Material for the task
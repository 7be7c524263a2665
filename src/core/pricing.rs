use crate::models::{BasketQuote, MatchedProduct};

/// Parse a currency-formatted price into cents
///
/// Accepts the formats supermarket catalogs use: "2,49 €", "€2.49",
/// "1.234,56 €", "3 €". The last `,` or `.` followed by one or two digits is
/// the decimal separator, any other separator is digit grouping.
pub fn parse_price(price: &str) -> Option<u64> {
    let cleaned: String = price
        .chars()
        .filter(|c| c.is_ascii_digit() || *c == ',' || *c == '.')
        .collect();
    let cleaned = cleaned.trim_matches(|c| c == ',' || c == '.');

    if !cleaned.chars().any(|c| c.is_ascii_digit()) {
        return None;
    }

    let (units, fraction) = match cleaned.rfind([',', '.']) {
        Some(idx) if (1..=2).contains(&(cleaned.len() - idx - 1)) => {
            (&cleaned[..idx], &cleaned[idx + 1..])
        }
        _ => (cleaned, ""),
    };

    let units: String = units.chars().filter(char::is_ascii_digit).collect();
    let units: u64 = if units.is_empty() { 0 } else { units.parse().ok()? };

    let cents: u64 = match fraction.len() {
        0 => 0,
        1 => fraction.parse::<u64>().ok()? * 10,
        _ => fraction.parse().ok()?,
    };

    units.checked_mul(100)?.checked_add(cents)
}

/// Format cents the way Spanish catalogs do, e.g. "1.234,56 €"
pub fn format_price(cents: u64) -> String {
    let units = (cents / 100).to_string();
    let mut grouped = String::with_capacity(units.len() + units.len() / 3);
    for (i, digit) in units.chars().enumerate() {
        if i > 0 && (units.len() - i) % 3 == 0 {
            grouped.push('.');
        }
        grouped.push(digit);
    }

    format!("{},{:02} €", grouped, cents % 100)
}

impl BasketQuote {
    /// Total a supermarket's matched products
    ///
    /// Products without a parseable price (placeholders) count as unmatched.
    pub fn from_products(supermarket: &str, products: Vec<MatchedProduct>) -> Self {
        let mut total_cents = 0u64;
        let mut matched_items = 0;

        for product in &products {
            if let Some(cents) = parse_price(&product.price) {
                total_cents = total_cents.saturating_add(cents);
                matched_items += 1;
            }
        }

        Self {
            supermarket: supermarket.to_string(),
            total: format_price(total_cents),
            total_cents,
            matched_items,
            unmatched_items: products.len() - matched_items,
            products,
        }
    }
}

/// Rank quotes: most matched items first, then cheapest, then by supermarket id
pub fn rank_quotes(quotes: &mut [BasketQuote]) {
    quotes.sort_by(|a, b| {
        b.matched_items
            .cmp(&a.matched_items)
            .then_with(|| a.total_cents.cmp(&b.total_cents))
            .then_with(|| a.supermarket.cmp(&b.supermarket))
    });
}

The task
Determine how many lines above contain "MatchedProduct" as a word or string. Give the number alone.

Response
2